Transcribe, word for word and without additions, each line below from the one containing "args: &[ValueId], ty: Type) -> ValueId;" through the one containing "fn emit_if(&mut self, merge: BlockId, control: ControlFlags);", both ends included.
━━━ Material for this exercise ━━━
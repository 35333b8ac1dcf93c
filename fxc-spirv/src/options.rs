//! Backend configuration surface. Plain struct, populated by
//! the embedder — no files, env vars, or CLI parsing here.

#[derive(Clone, Copy, Debug, PartialEq)]
pub struct Options {
    /// SPIR-V minor version packed as `(major << 16) | (minor << 8)`.
    pub spirv_minor_version: u32,
    pub emit_debug_info: bool,
    pub auto_location_start: u32,
}

impl Default for Options {
    fn default() -> Options {
        Options {
            spirv_minor_version: 1 << 16,
            emit_debug_info: true,
            auto_location_start: 10,
        }
    }
}
//! Typed IR for the effect compiler.
//!
//! This crate is the shared data model both backends lower from: value
//! types (`ty`), constants (`constant`), the access-chain expression model
//! (`expr`), backend-neutral locators (`locator`), entity descriptors
//! (`descriptor`), and the top-level frontend-supplied module (`module`).

pub mod constant;
pub mod descriptor;
pub mod expr;
pub mod locator;
pub mod module;
pub mod ty;

pub use constant::Constant;
pub use expr::{AccessOp, Expr, ValueId};
pub use module::Module;
pub use ty::Type;
impl SpirvGenerator {
    pub fn new(options: Options) -> SpirvGenerator {
        let mut gen = SpirvGenerator {
            options,
            next_id: 0,
            capabilities: Section(Vec::new()),
            extensions: Section(Vec::new()),
            ext_inst_imports: Section(Vec::new()),
            entry_points: Section(Vec::new()),
            debug: Section(Vec::new()),
            annotations: Section(Vec::new()),
            globals: Section(Vec::new()),
            functions: Section(Vec::new()),
            current_block: Vec::new(),
            type_interner: TypeInterner::new(),
            const_interner: ConstInterner::new(),
            globals_layout: GlobalsLayout::new(),
            globals_started: false,
            globals_struct_ty_id: None,
            globals_var_id: None,
            glsl_ext_id: None,
            string_ids: FnvHashMap::default(),
            next_location: options.auto_location_start,
            next_descriptor_binding: 0,
            next_struct_id: 0,
            struct_members: FnvHashMap::default(),
            pending_params: Vec::new(),
            function_signatures: FnvHashMap::default(),
            log: CompileLog::new(),
        };
        gen.capabilities.push_instr(
            InstructionBuilder::new(Op::Capability)
                .push(Capability::Matrix as u32)
                .build(),
        );
        gen.capabilities.push_instr(
            InstructionBuilder::new(Op::Capability)
                .push(Capability::Shader as u32)
                .build(),
        );
        gen.extensions.push_instr(
            InstructionBuilder::new(Op::Extension)
                .push_str("SPV_GOOGLE_hlsl_functionality1")
                .build(),
        );
        let glsl_id = gen.alloc_id();
        gen.ext_inst_imports.push_instr(
            InstructionBuilder::new(Op::ExtInstImport)
                .push(glsl_id)
                .push_str("GLSL.std.450")
                .build(),
        );
        gen.glsl_ext_id = Some(glsl_id);
        gen
    }

    fn alloc_id(&mut self) -> u32 {
        self.next_id += 1;
        self.next_id
    }

    fn intern_string(&mut self, s: &str) -> u32 {
        if let Some(id) = self.string_ids.get(s) {
            return *id;
        }
        let id = self.alloc_id();
        self.debug
            .push_instr(InstructionBuilder::new(Op::String).push(id).push_str(s).build());
        self.string_ids.insert(s.to_string(), id);
        id
    }

    fn emit_line(&mut self, location: &Option<fxc_ir::expr::SourceLocation>) {
        if !self.options.emit_debug_info {
            return;
        }
        if let Some(loc) = location {
            // file ids are assigned by the caller into the string table ahead of time.
            self.debug.push_instr(
                InstructionBuilder::new(Op::Line)
                    .push(loc.file)
                    .push(loc.line)
                    .push(loc.column)
                    .build(),
            );
        }
    }

    /// Interns a scalar/vector/matrix/array/struct/texture/sampler type,
    /// emitting its declaration the first time it's seen. Recurses on
    /// element types bottom-up, the same walk order as
    /// `spirq::ty::Type::walk`.
    fn intern_type(&mut self, ty: Type) -> u32 {
        if let Some(id) = self.type_interner.find(&ty) {
            return id;
        }
        if ty.is_pointer {
            let mut pointee = ty;
            pointee.is_pointer = false;
            let pointee_id = self.intern_type(pointee);
            let storage = TypeInterner::pointer_storage_class(&ty);
            let id = self.alloc_id();
            self.globals.push_instr(
                InstructionBuilder::new(Op::TypePointer)
                    .push(id)
                    .push(storage as u32)
                    .push(pointee_id)
                    .build(),
            );
            self.type_interner.intern(ty, id);
            return id;
        }
        if ty.is_array() {
            let elem_id = self.intern_type(ty.elem_type());
            let id = self.alloc_id();
            if ty.is_unsized_array() {
                self.globals.push_instr(
                    InstructionBuilder::new(Op::TypeRuntimeArray)
                        .push(id)
                        .push(elem_id)
                        .build(),
                );
            } else {
                let len_const = Constant::from_u32(ty.array_len as u32);
                let len_id = self.intern_constant(&len_const);
                self.globals.push_instr(
                    InstructionBuilder::new(Op::TypeArray)
                        .push(id)
                        .push(elem_id)
                        .push(len_id)
                        .build(),
                );
            }
            self.type_interner.intern(ty, id);
            return id;
        }
        if ty.is_matrix() {
            let col_ty = ty.component_type();
            let col_ty = Type { rows: ty.rows, ..col_ty };
            let col_id = self.intern_type(col_ty);
            let id = self.alloc_id();
            self.globals.push_instr(
                InstructionBuilder::new(Op::TypeMatrix)
                    .push(id)
                    .push(col_id)
                    .push(ty.cols as u32)
                    .build(),
            );
            self.type_interner.intern(ty, id);
            return id;
        }
        if ty.is_vector() {
            let scalar_id = self.intern_type(ty.component_type());
            let id = self.alloc_id();
            self.globals.push_instr(
                InstructionBuilder::new(Op::TypeVector)
                    .push(id)
                    .push(scalar_id)
                    .push(ty.rows as u32)
                    .build(),
            );
            self.type_interner.intern(ty, id);
            return id;
        }
        let id = self.alloc_id();
        match ty.base {
            BaseType::Void => {
                self.globals.push_instr(InstructionBuilder::new(Op::TypeVoid).push(id).build());
            }
            BaseType::Bool => {
                self.globals.push_instr(InstructionBuilder::new(Op::TypeBool).push(id).build());
            }
            BaseType::Int | BaseType::Uint => {
                self.globals.push_instr(
                    InstructionBuilder::new(Op::TypeInt)
                        .push(id)
                        .push(32)
                        .push((ty.base == BaseType::Int) as u32)
                        .build(),
                );
            }
            BaseType::Float => {
                self.globals
                    .push_instr(InstructionBuilder::new(Op::TypeFloat).push(id).push(32).build());
            }
            BaseType::Texture => {
                let float_id = self.intern_type(Type::FLOAT);
                self.globals.push_instr(
                    InstructionBuilder::new(Op::TypeImage)
                        .push(id)
                        .push(float_id)
                        .push(spirv_headers::Dim::Dim2D as u32)
                        .push(0)
                        .push(0)
                        .push(0)
                        .push(1)
                        .push(spirv_headers::ImageFormat::Unknown as u32)
                        .build(),
                );
            }
            BaseType::Sampler => {
                let image_ty = Type::TEXTURE;
                let image_id = self.intern_type(image_ty);
                self.globals.push_instr(
                    InstructionBuilder::new(Op::TypeSampledImage)
                        .push(id)
                        .push(image_id)
                        .build(),
                );
            }
            BaseType::Struct | BaseType::String => {
                self.globals
                    .push_instr(InstructionBuilder::new(Op::TypeStruct).push(id).build());
            }
        }
        self.type_interner.intern(ty, id);
        id
    }

    fn intern_constant(&mut self, c: &Constant) -> u32 {
        if let Some(id) = self.const_interner.find(c) {
            return id;
        }
        let ty_id = self.intern_type(c.ty);
        let id = self.alloc_id();
        if c.ty.base == BaseType::Bool {
            let op = if c.as_bool(0) { Op::ConstantTrue } else { Op::ConstantFalse };
            self.globals.push_instr(InstructionBuilder::new(op).push(ty_id).push(id).build());
        } else if c.ty.is_scalar() {
            self.globals.push_instr(
                InstructionBuilder::new(Op::Constant)
                    .push(ty_id)
                    .push(id)
                    .push(c.lanes()[0])
                    .build(),
            );
        } else {
            let mut component_ids = Vec::new();
            for lane in c.used_lanes() {
                let comp = Constant::from_u32(*lane);
                let mut comp = comp;
                comp.ty = c.ty.component_type();
                component_ids.push(self.intern_constant(&comp));
            }
            self.globals.push_instr(
                InstructionBuilder::new(Op::ConstantComposite)
                    .push(ty_id)
                    .push(id)
                    .push_list(&component_ids)
                    .build(),
            );
        }
        self.const_interner.intern(c, id);
        id
    }

    fn decorate(&mut self, target: u32, deco: Decoration, params: &[u32]) {
        self.annotations.push_instr(
            InstructionBuilder::new(Op::Decorate)
                .push(target)
                .push(deco as u32)
                .push_list(params)
                .build(),
        );
    }

    fn ensure_globals_var(&mut self) -> (u32, u32) {
        if let (Some(ty), Some(var)) = (self.globals_struct_ty_id, self.globals_var_id) {
            return (ty, var);
        }
        // Placeholder struct type id reserved up front; members are decorated
        // incrementally as `define_uniform` is called, and the struct's
        // member-type operand list is rebuilt in `finalize_globals`.
        self.globals_started = true;
        let ty_id = self.alloc_id();
        let ptr_id = self.alloc_id();
        let var_id = self.alloc_id();
        self.globals_struct_ty_id = Some(ty_id);
        self.globals_var_id = Some(var_id);
        self.decorate(ty_id, Decoration::Block, &[]);
        self.annotations.push_instr(
            InstructionBuilder::new(Op::Decorate)
                .push(var_id)
                .push(Decoration::DescriptorSet as u32)
                .push(0)
                .build(),
        );
        self.annotations.push_instr(
            InstructionBuilder::new(Op::Decorate)
                .push(var_id)
                .push(Decoration::Binding as u32)
                .push(0)
                .build(),
        );
        // `OpTypePointer`/`OpVariable` for the block are written lazily in
        // `write_result` once every member type is known, so only the ids
        // are reserved here; see `finalize_globals`.
        let _ = ptr_id;
        (ty_id, var_id)
    }

    fn finalize_globals(&mut self) {
        let Some(ty_id) = self.globals_struct_ty_id else { return };
        let var_id = self.globals_var_id.unwrap();
        let member_ty_ids: Vec<u32> = self
            .globals_layout
            .members
            .iter()
            .map(|(_, ty, _)| self.type_interner.find(ty).expect("member type interned"))
            .collect();
        self.globals.push_instr(
            InstructionBuilder::new(Op::TypeStruct)
                .push(ty_id)
                .push_list(&member_ty_ids)
                .build(),
        );
        for (idx, (_, _, offset)) in self.globals_layout.members.iter().enumerate() {
            self.annotations.push_instr(
                InstructionBuilder::new(Op::MemberDecorate)
                    .push(ty_id)
                    .push(idx as u32)
                    .push(Decoration::Offset as u32)
                    .push(*offset)
                    .build(),
            );
        }
        let ptr_id = self.alloc_id();
        self.globals.push_instr(
            InstructionBuilder::new(Op::TypePointer)
                .push(ptr_id)
                .push(StorageClass::Uniform as u32)
                .push(ty_id)
                .build(),
        );
        self.globals.push_instr(
            InstructionBuilder::new(Op::Variable)
                .push(ptr_id)
                .push(var_id)
                .push(StorageClass::Uniform as u32)
                .build(),
        );
    }

    fn next_binding(&mut self) -> DescriptorBinding {
        let bind = self.next_descriptor_binding;
        self.next_descriptor_binding += 1;
        DescriptorBinding::new(1, bind)
    }
}
//! D3D11 effect linker.
//!
//! Follows `gfx-rs/gfx`'s vendor compiler invocation and `ComPtr`/`HRESULT`
//! idiom, and `legion-labs/legion`'s compiler-library resolution shape.
//! Only this crate in the workspace touches Windows system crates — `hash`
//! and `arena` are platform-neutral and are exercised by unit tests on any
//! host; `compiler` and `linker` are `cfg(windows)`.

pub mod arena;
pub mod hash;

#[cfg(windows)]
pub mod compiler;
#[cfg(windows)]
pub mod linker;

#[cfg(windows)]
pub use linker::{EffectLinker, LinkerOptions};
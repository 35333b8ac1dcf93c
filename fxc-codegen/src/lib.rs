//! The backend-neutral code-generator contract.
//!
//! Concrete backends (`fxc-spirv`, `fxc-hlsl`) implement [`CodeGenerator`]
//! directly rather than inheriting from a shared base object, per the
//! source's design note to prefer explicit capability dispatch over runtime
//! inheritance — the trait *is* that capability table.

pub mod control;
pub mod op;
pub mod semantic;

pub use control::{BlockId, ControlFlags, SwitchCase};
pub use op::{BinaryOp, Intrinsic, UnaryOp};
pub use semantic::{Builtin, Semantic};

use fxc_ir::descriptor::{
    FunctionId, Parameter, SamplerDescriptor, StructId, StructMember, TechniqueDescriptor,
    TextureDescriptor, UniformId,
};
use fxc_ir::expr::{Expr, ValueId};
use fxc_ir::locator::DescriptorBinding;
use fxc_ir::{Constant, Type};

/// The events a frontend drives during lowering. `Module` is the
/// backend-specific artifact produced by [`CodeGenerator::write_result`]
/// (a SPIR-V word vector, or an HLSL source string).
pub trait CodeGenerator {
    type Module;

    fn define_struct(&mut self, name: Option<&str>, members: &[StructMember]) -> StructId;
    fn define_texture(&mut self, desc: &TextureDescriptor);
    fn define_sampler(&mut self, desc: &SamplerDescriptor);
    /// Lays the uniform out inside the module's global uniform block and
    /// returns the block's binding plus the member's byte offset.
    fn define_uniform(
        &mut self,
        name: &str,
        ty: Type,
        initializer: Option<&Constant>,
    ) -> (UniformId, DescriptorBinding, u32);
    fn define_variable(&mut self, name: &str, ty: Type) -> ValueId;
    fn define_parameter(&mut self, param: &Parameter) -> ValueId;
    fn define_function(
        &mut self,
        name: &str,
        params: &[Parameter],
        return_ty: Type,
    ) -> FunctionId;
    fn define_technique(&mut self, technique: &TechniqueDescriptor);

    /// Wraps a user function as a stage entry point.
    fn create_entry_point(&mut self, func: FunctionId, is_pixel_stage: bool) -> FunctionId;

    fn emit_constant(&mut self, value: &Constant) -> ValueId;
    fn emit_unary_op(&mut self, op: UnaryOp, operand: ValueId, ty: Type) -> ValueId;
    fn emit_binary_op(&mut self, op: BinaryOp, lhs: ValueId, rhs: ValueId, ty: Type) -> ValueId;
    fn emit_ternary_op(&mut self, cond: ValueId, t: ValueId, f: ValueId, ty: Type) -> ValueId;
    fn emit_phi(&mut self, ty: Type, incoming: &[(ValueId, BlockId)]) -> ValueId;
    fn emit_call(&mut self, func: FunctionId, args: &[ValueId]) -> ValueId;
    fn emit_call_intrinsic(&mut self, intrinsic: Intrinsic, args: &[ValueId], ty: Type) -> ValueId;
    fn emit_construct(&mut self, ty: Type, components: &[ValueId]) -> ValueId;

    fn emit_load(&mut self, chain: &Expr) -> ValueId;
    fn emit_store(&mut self, chain: &Expr, value: ValueId, value_ty: Type);

    fn set_block(&mut self, block: BlockId);
    fn enter_block(&mut self, block: BlockId);
    fn leave_block_and_branch(&mut self, target: BlockId);
    fn leave_block_and_branch_conditional(
        &mut self,
        cond: ValueId,
        true_block: BlockId,
        false_block: BlockId,
    );
    fn leave_block_and_switch(&mut self, selector: ValueId, default: BlockId, cases: &[SwitchCase]);
    fn leave_block_and_return(&mut self, value: Option<ValueId>);
    fn leave_block_and_kill(&mut self);

    fn emit_if(&mut self, merge: BlockId, control: ControlFlags);
    fn emit_loop(&mut self, merge: BlockId, continue_target: BlockId, control: ControlFlags);
    fn emit_switch(&mut self, merge: BlockId);

    fn enter_function(&mut self, func: FunctionId);
    fn leave_function(&mut self);

    fn write_result(self) -> Self::Module;
}
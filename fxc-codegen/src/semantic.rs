//! Parsed HLSL-style semantics, shared by both backends'
//! entry-point materialization: the SPIR-V backend turns these into
//! `Location`/`BuiltIn` decorations, the HLSL backend passes the original
//! string straight through as a parameter semantic.

#[derive(Clone, Copy, Debug, PartialEq, Eq, Hash)]
pub enum Builtin {
    Position,
    PointSize,
    Depth,
    VertexId,
}

#[derive(Clone, Debug, PartialEq, Eq, Hash)]
pub enum Semantic {
    Builtin(Builtin),
    /// `COLORn` / `SV_TARGETn` / `TEXCOORDn`, any semantic carrying an index.
    Indexed { name: String, index: u32 },
    /// Any other semantic string, treated as index 0.
    Named(String),
}

impl Semantic {
    pub fn parse(raw: &str) -> Semantic {
        let upper = raw.to_ascii_uppercase();
        match upper.as_str() {
            "SV_POSITION" => return Semantic::Builtin(Builtin::Position),
            "SV_POINTSIZE" => return Semantic::Builtin(Builtin::PointSize),
            "SV_DEPTH" => return Semantic::Builtin(Builtin::Depth),
            "SV_VERTEXID" | "VERTEXID" => return Semantic::Builtin(Builtin::VertexId),
            _ => {}
        }
        for prefix in ["COLOR", "SV_TARGET", "TEXCOORD"] {
            if let Some(rest) = upper.strip_prefix(prefix) {
                if let Ok(index) = rest.parse::<u32>() {
                    return Semantic::Indexed {
                        name: prefix.to_string(),
                        index,
                    };
                }
                if rest.is_empty() {
                    return Semantic::Indexed {
                        name: prefix.to_string(),
                        index: 0,
                    };
                }
            }
        }
        Semantic::Named(raw.to_string())
    }
}

#[cfg(test)]
mod tests {
    use super::*;

    #[test]
    fn parses_builtins_case_insensitively() {
        assert_eq!(Semantic::parse("sv_position"), Semantic::Builtin(Builtin::Position));
    }

    #[test]
    fn parses_indexed_texcoord() {
        assert_eq!(
            Semantic::parse("TEXCOORD1"),
            Semantic::Indexed {
                name: "TEXCOORD".to_string(),
                index: 1
            }
        );
    }

    #[test]
    fn unrecognized_semantic_falls_back_to_named() {
        assert_eq!(Semantic::parse("MYDATA"), Semantic::Named("MYDATA".to_string()));
    }
}
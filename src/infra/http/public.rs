use std::{sync::Arc, time::Duration};

use axum::{
    Json, Router,
    extract::{Path, State},
    http::StatusCode,
    middleware,
    response::IntoResponse,
    routing::get,
};
use tokio::time::{Instant, timeout_at};

use crate::{
    application::{creatures::CreatureService, error::HttpError},
    config::TimeoutSettings,
    domain::creatures::LookupResult,
};

use super::middleware::{log_responses, set_request_context};

const LOOKUP_SOURCE: &str = "infra::http::public::lookup";

#[derive(Clone)]
pub struct HttpState {
    pub creatures: Arc<CreatureService>,
    pub timeouts: TimeoutSettings,
}

pub fn build_router(state: HttpState) -> Router {
    Router::new()
        .route("/api/v1/pokemon/{name}", get(pokemon))
        .route("/api/v1/pokemon/translated/{name}", get(translated_pokemon))
        .route("/_health", get(health))
        .fallback(fallback)
        .with_state(state)
        .layer(middleware::from_fn(log_responses))
        .layer(middleware::from_fn(set_request_context))
}

async fn pokemon(
    State(state): State<HttpState>,
    Path(name): Path<String>,
) -> Result<Json<LookupResult>, HttpError> {
    let budget = state.timeouts.lookup;
    lookup(&state, &name, false, budget).await
}

async fn translated_pokemon(
    State(state): State<HttpState>,
    Path(name): Path<String>,
) -> Result<Json<LookupResult>, HttpError> {
    let budget = state.timeouts.translated_lookup;
    lookup(&state, &name, true, budget).await
}

async fn lookup(
    state: &HttpState,
    name: &str,
    translate: bool,
    budget: Duration,
) -> Result<Json<LookupResult>, HttpError> {
    let deadline = Instant::now() + budget;
    let result = timeout_at(
        deadline,
        state.creatures.lookup(name, translate, Some(deadline)),
    )
    .await
    .map_err(|_| HttpError::timed_out(LOOKUP_SOURCE))??;

    Ok(Json(result))
}

async fn health() -> StatusCode {
    StatusCode::NO_CONTENT
}

async fn fallback() -> impl IntoResponse {
    HttpError::new(
        "infra::http::public::fallback",
        StatusCode::NOT_FOUND,
        "not found",
        "no route matched",
    )
}
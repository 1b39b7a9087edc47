//! Creature lookup service backed by a bounded LRU cache and per-key request
//! coalescing in front of the species catalog and translation upstreams.

pub mod application;
pub mod cache;
pub mod config;
pub mod domain;
pub mod infra;
pub mod util;
pub mod text;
━━━
§ Reply to the task:
    fn emit_call_intrinsic(&mut self, intrinsic: Intrinsic, args: &[ValueId], ty: Type) -> ValueId;
    fn emit_construct(&mut self, ty: Type, components: &[ValueId]) -> ValueId;

    fn emit_load(&mut self, chain: &Expr) -> ValueId;
    fn emit_store(&mut self, chain: &Expr, value: ValueId, value_ty: Type);

    fn set_block(&mut self, block: BlockId);
    fn enter_block(&mut self, block: BlockId);
    fn leave_block_and_branch(&mut self, target: BlockId);
    fn leave_block_and_branch_conditional(
        &mut self,
        cond: ValueId,
        true_block: BlockId,
        false_block: BlockId,
    );
    fn leave_block_and_switch(&mut self, selector: ValueId, default: BlockId, cases: &[SwitchCase]);
    fn leave_block_and_return(&mut self, value: Option<ValueId>);
    fn leave_block_and_kill(&mut self);

    fn emit_if(&mut self, merge: BlockId, control: ControlFlags);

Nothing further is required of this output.